Money nearly all but spent, I slept huddling in hay barns. And warming on sheltery hillsides in any sunshine of the morning. Legs stiff and tired. Gloves lost. And even stuck my hands into freshly plopped hot cow dung. Foxy said that it was a great fast way to get the knuckles warm. Let the muck dry on you like a pair of mittens. And a better fit than you’d ever get from a pair you’d buy. But I looked bad enough already without appearing as some stinking handed monster. And washed and further chilled my hands in the first stream I came to.
The worst were the dogs running out from farmyards and growling round one’s legs. Or barking through gates. And then the weariness. With every time one looked up. The never ending fields hedges hills and bogs ahead. East south east. Losing track of the days. Each night colder. Ever growing hungrier. And then from a hillside saw a hunt in the distance. The scarlet coats passing amid the trees. Saw the start. The run. The hounds in full cry. And the death. And I moved off to be gone nearly hiding and feeling like a criminal. Striding up hills I remembered the strong silky fleshed mountain climbing thighs of Miss von B. Muscles swelling back strongly from her knees. And I dreamt of the light play of her fingers over my arms, shoulders and up and down my back. O my god. The comfort. Peace. The sinking of my own lips softly upon her mouth. And am I soon going to die. Shivering now. On the verge of tears.

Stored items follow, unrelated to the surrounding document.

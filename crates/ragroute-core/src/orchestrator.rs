//! Orchestrator - classify, route, run, record
//!
//! The orchestrator is the entry point for serving queries. A request is
//! classified, routed to a handler (by the bandit or by an explicit override),
//! run outside every lock, and recorded in the interaction ledger under a
//! fresh interaction id. Feedback for that id later flows back into the
//! router as a reward.

use std::path::PathBuf;
use std::sync::Arc;
use std::time::Duration;

use futures_util::future::join_all;
use serde::{Deserialize, Serialize};
use tracing::{debug, info, warn};
use uuid::Uuid;

use crate::analyzer::{AnalysisReport, Analyzer, AnalyzerConfig};
use crate::error::{Error, Result};
use crate::handlers::{Handler, HandlerInfo, HandlerOutput, HandlerRegistry};
use crate::routing::{
    ArmSummary, Category, LeaderboardEntry, PriorTable, Router, RouterBuilder, RouterConfig,
    RoutingDebugInfo, RoutingStore, StatsSnapshot, classify, classify_with_scores, validate_reward,
};
use crate::storage::{DecisionOutcome, DecisionRecord, FeedbackRecord, InteractionLedger};

/// Request handling settings
#[derive(Debug, Clone, PartialEq, Serialize, Deserialize)]
#[serde(default)]
pub struct OrchestratorConfig {
    /// `top_k` used when the caller does not pass one
    pub default_top_k: usize,
    /// Per-attempt handler timeout
    pub handler_timeout_secs: u64,
    /// Extra attempts after a failed or timed out handler call
    pub handler_retries: u32,
}

impl Default for OrchestratorConfig {
    fn default() -> Self {
        Self {
            default_top_k: 5,
            handler_timeout_secs: 120,
            handler_retries: 0,
        }
    }
}

/// What the handler produced
#[derive(Debug, Clone, PartialEq, Serialize, Deserialize)]
#[serde(tag = "status", rename_all = "snake_case")]
pub enum RouteOutcome {
    Answered(HandlerOutput),
    Failed { code: String, error: String },
}

impl RouteOutcome {
    fn from_error(error: &Error) -> Self {
        Self::Failed {
            code: error.code().to_string(),
            error: error.to_string(),
        }
    }

    pub fn is_answered(&self) -> bool {
        matches!(self, Self::Answered(_))
    }
}

/// Result of routing one question
#[derive(Debug, Clone, Serialize, Deserialize)]
pub struct RoutingResult {
    pub interaction_id: String,
    pub category: Category,
    pub handler: String,
    pub manual_override: bool,
    pub top_k: usize,
    pub outcome: RouteOutcome,
    pub routing: RoutingDebugInfo,
    pub feedback_hint: String,
}

impl RoutingResult {
    /// The handler output, or the failure as an error
    pub fn into_answer(self) -> Result<HandlerOutput> {
        match self.outcome {
            RouteOutcome::Answered(output) => Ok(output),
            RouteOutcome::Failed { error, .. } => Err(Error::HandlerExecutionFailure {
                handler: self.handler,
                message: error,
            }),
        }
    }
}

/// One handler's result in a side-by-side comparison
#[derive(Debug, Clone, Serialize, Deserialize)]
pub struct ComparedHandler {
    pub handler: String,
    pub outcome: RouteOutcome,
}

#[derive(Debug, Clone, Serialize, Deserialize)]
pub struct CompareResult {
    pub question: String,
    pub category: Category,
    /// In the order the handlers were requested
    pub results: Vec<ComparedHandler>,
}

/// Acknowledgement of an applied reward
#[derive(Debug, Clone, Serialize, Deserialize)]
pub struct FeedbackReceipt {
    pub interaction_id: String,
    pub category: Category,
    pub handler: String,
    pub reward: f64,
    /// Arm statistics after the reward was applied
    pub arm: ArmSummary,
}

/// Records the decision as cancelled if the route future is dropped first
struct DecisionGuard<'a> {
    ledger: &'a InteractionLedger,
    record: Option<DecisionRecord>,
}

impl<'a> DecisionGuard<'a> {
    fn new(ledger: &'a InteractionLedger, record: DecisionRecord) -> Self {
        Self {
            ledger,
            record: Some(record),
        }
    }

    fn complete(mut self, outcome: DecisionOutcome, source_count: Option<usize>) {
        if let Some(mut record) = self.record.take() {
            record.outcome = outcome;
            record.source_count = source_count;
            self.ledger.record_decision(record);
        }
    }
}

impl Drop for DecisionGuard<'_> {
    fn drop(&mut self) {
        if let Some(record) = self.record.take() {
            warn!(
                interaction_id = %record.interaction_id,
                handler = %record.handler,
                "Request dropped before the handler finished, recording as cancelled"
            );
            self.ledger.record_decision(record);
        }
    }
}

/// Routes questions to handlers and learns from feedback
///
/// Cloning is cheap; clones share the router state and the ledger.
#[derive(Debug, Clone)]
pub struct Orchestrator {
    registry: Arc<HandlerRegistry>,
    router: Router,
    ledger: Arc<InteractionLedger>,
    config: OrchestratorConfig,
    analyzer: Analyzer,
}

impl Orchestrator {
    /// Assemble an orchestrator from already constructed parts
    ///
    /// The router should know every handler in `registry`; arms for handlers
    /// it does not know are seeded on first use.
    pub fn new(registry: HandlerRegistry, router: Router, ledger: Arc<InteractionLedger>) -> Self {
        Self {
            registry: Arc::new(registry),
            router,
            ledger,
            config: OrchestratorConfig::default(),
            analyzer: Analyzer::default(),
        }
    }

    /// In-memory orchestrator with default priors
    pub fn in_memory(registry: HandlerRegistry) -> Self {
        let router = Router::new(registry.ids());
        Self::new(registry, router, Arc::new(InteractionLedger::in_memory()))
    }

    pub fn builder(registry: HandlerRegistry) -> OrchestratorBuilder {
        OrchestratorBuilder::new(registry)
    }

    pub fn with_config(mut self, config: OrchestratorConfig) -> Self {
        self.config = config;
        self
    }

    pub fn with_analyzer(mut self, config: AnalyzerConfig) -> Self {
        self.analyzer = Analyzer::new(config);
        self
    }

    pub fn config(&self) -> &OrchestratorConfig {
        &self.config
    }

    pub fn router(&self) -> &Router {
        &self.router
    }

    pub fn ledger(&self) -> &InteractionLedger {
        &self.ledger
    }

    /// Registered handlers with their descriptions
    pub fn handlers(&self) -> Vec<HandlerInfo> {
        self.registry.infos()
    }

    /// Classify `question`, pick a handler, run it and record the decision
    ///
    /// A registered `explicit_handler` bypasses the bandit and does not count
    /// as a pull. An unregistered one is ignored and the bandit decides.
    /// Handler failures are recorded and returned in the outcome; only
    /// routing itself can make this return `Err`.
    pub async fn route(
        &self,
        question: &str,
        explicit_handler: Option<&str>,
        top_k: Option<usize>,
    ) -> Result<RoutingResult> {
        let top_k = top_k.unwrap_or(self.config.default_top_k);
        let (category, classifier_scores) = classify_with_scores(question);

        let mut routing = match explicit_handler {
            Some(handler) if self.registry.contains(handler) => {
                debug!(category = %category, handler = %handler, "Manual handler override");
                RoutingDebugInfo::manual(category, handler)
            }
            requested => {
                if let Some(handler) = requested {
                    warn!(handler = %handler, "Requested handler is not registered, letting the router choose");
                }
                let ids = self.registry.ids();
                let eligible: Vec<&str> = ids.iter().map(String::as_str).collect();
                let mut info = self.router.select_deferred(category, &eligible).await?;
                info.rejected_override = requested.map(str::to_string);
                info
            }
        };
        routing.classifier_scores = classifier_scores;

        let handler_id = routing.selected.clone();
        let interaction_id = Uuid::new_v4().to_string();
        // Armed before the first await that follows a counted pull.
        let guard = DecisionGuard::new(
            &self.ledger,
            DecisionRecord {
                interaction_id: interaction_id.clone(),
                question: question.to_string(),
                category,
                handler: handler_id.clone(),
                top_k,
                manual_override: routing.manual_override,
                source_count: None,
                outcome: DecisionOutcome::Cancelled,
                timestamp: chrono::Utc::now(),
            },
        );
        if !routing.manual_override {
            self.router.persist_pending().await;
        }

        let Some(handler) = self.registry.get(&handler_id) else {
            let e = Error::UnknownHandler(handler_id);
            guard.complete(
                DecisionOutcome::Failed {
                    error: e.to_string(),
                },
                None,
            );
            return Err(e);
        };

        let outcome = match self.invoke(handler.as_ref(), question, top_k).await {
            Ok(output) => {
                guard.complete(DecisionOutcome::Completed, Some(output.source_count));
                RouteOutcome::Answered(output)
            }
            Err(e) => {
                guard.complete(
                    DecisionOutcome::Failed {
                        error: e.to_string(),
                    },
                    None,
                );
                RouteOutcome::from_error(&e)
            }
        };

        info!(
            interaction_id = %interaction_id,
            category = %category,
            handler = %handler_id,
            manual_override = routing.manual_override,
            top_k = top_k,
            answered = outcome.is_answered(),
            "Routed query"
        );

        Ok(RoutingResult {
            feedback_hint: format!(
                "Rate this answer with `ragroute feedback {} <reward 0.0-1.0>`",
                interaction_id
            ),
            interaction_id,
            category,
            handler: handler_id,
            manual_override: routing.manual_override,
            top_k,
            outcome,
            routing,
        })
    }

    /// Run each named handler on the same question concurrently
    ///
    /// Nothing is recorded and no arm changes.
    pub async fn compare(
        &self,
        question: &str,
        handlers: &[&str],
        top_k: Option<usize>,
    ) -> CompareResult {
        let top_k = top_k.unwrap_or(self.config.default_top_k);
        let category = classify(question);

        let runs = handlers.iter().map(|name| async move {
            let outcome = match self.registry.get(name) {
                Some(handler) => match self.invoke(handler.as_ref(), question, top_k).await {
                    Ok(output) => RouteOutcome::Answered(output),
                    Err(e) => RouteOutcome::from_error(&e),
                },
                None => RouteOutcome::from_error(&Error::UnknownHandler(name.to_string())),
            };
            ComparedHandler {
                handler: name.to_string(),
                outcome,
            }
        });
        let results = join_all(runs).await;

        debug!(category = %category, handlers = results.len(), "Compared handlers");
        CompareResult {
            question: question.to_string(),
            category,
            results,
        }
    }

    /// Apply a reward to the arm that served `interaction_id`
    ///
    /// Submitting twice applies the reward twice.
    pub async fn submit_feedback(&self, interaction_id: &str, reward: f64) -> Result<FeedbackReceipt> {
        validate_reward(reward)?;

        let decision = self
            .ledger
            .lookup(interaction_id)
            .ok_or_else(|| Error::UnknownInteraction(interaction_id.to_string()))?;

        let stats = self
            .router
            .update(decision.category, &decision.handler, reward)
            .await?;

        self.ledger.record_feedback(FeedbackRecord {
            interaction_id: interaction_id.to_string(),
            category: decision.category,
            handler: decision.handler.clone(),
            reward,
            timestamp: chrono::Utc::now(),
        });

        info!(
            interaction_id = %interaction_id,
            category = %decision.category,
            handler = %decision.handler,
            reward = reward,
            "Feedback recorded"
        );

        Ok(FeedbackReceipt {
            interaction_id: interaction_id.to_string(),
            category: decision.category,
            handler: decision.handler,
            reward,
            arm: stats.into(),
        })
    }

    pub async fn stats(&self) -> StatsSnapshot {
        self.router.stats().await
    }

    pub async fn leaderboard(&self) -> Vec<LeaderboardEntry> {
        self.router.leaderboard().await
    }

    /// Run the offline analyzer over the whole ledger
    pub async fn optimize(&self) -> AnalysisReport {
        let stats = self.router.stats().await;
        self.analyzer.analyze(&self.ledger.entries(), &stats)
    }

    /// Return every arm to its prior; the ledger is kept
    pub async fn reset(&self) {
        self.router.reset().await;
    }

    /// Push pending state to disk
    pub async fn shutdown(&self) -> Result<()> {
        self.router.flush().await?;
        self.ledger.flush()?;
        info!("Orchestrator state flushed");
        Ok(())
    }

    async fn invoke(&self, handler: &dyn Handler, question: &str, top_k: usize) -> Result<HandlerOutput> {
        let secs = self.config.handler_timeout_secs;
        let attempts = self.config.handler_retries.saturating_add(1);
        let mut last_error = None;

        for attempt in 1..=attempts {
            let error = match tokio::time::timeout(Duration::from_secs(secs), handler.run(question, top_k)).await {
                Ok(Ok(output)) => return Ok(output),
                Ok(Err(e @ Error::HandlerExecutionFailure { .. })) => e,
                Ok(Err(e)) => Error::HandlerExecutionFailure {
                    handler: handler.id().to_string(),
                    message: e.to_string(),
                },
                Err(_) => Error::HandlerTimeout {
                    handler: handler.id().to_string(),
                    secs,
                },
            };
            warn!(
                handler = %handler.id(),
                attempt = attempt,
                attempts = attempts,
                error = %error,
                "Handler call failed"
            );
            last_error = Some(error);
        }

        Err(last_error.unwrap_or_else(|| Error::HandlerExecutionFailure {
            handler: handler.id().to_string(),
            message: "handler was never called".to_string(),
        }))
    }
}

Felt some little cheer as I stood looking at a road sign. A village called Prosperous. First uplifting word one had seen all these days and lonely nights. Driven by the wet winds. The damp now chill through to my back. And in the first light of dawn hitching another lift southwards on a cart. A farmer with two monstrous sows. Warming myself standing between them, honking snorting and grunting.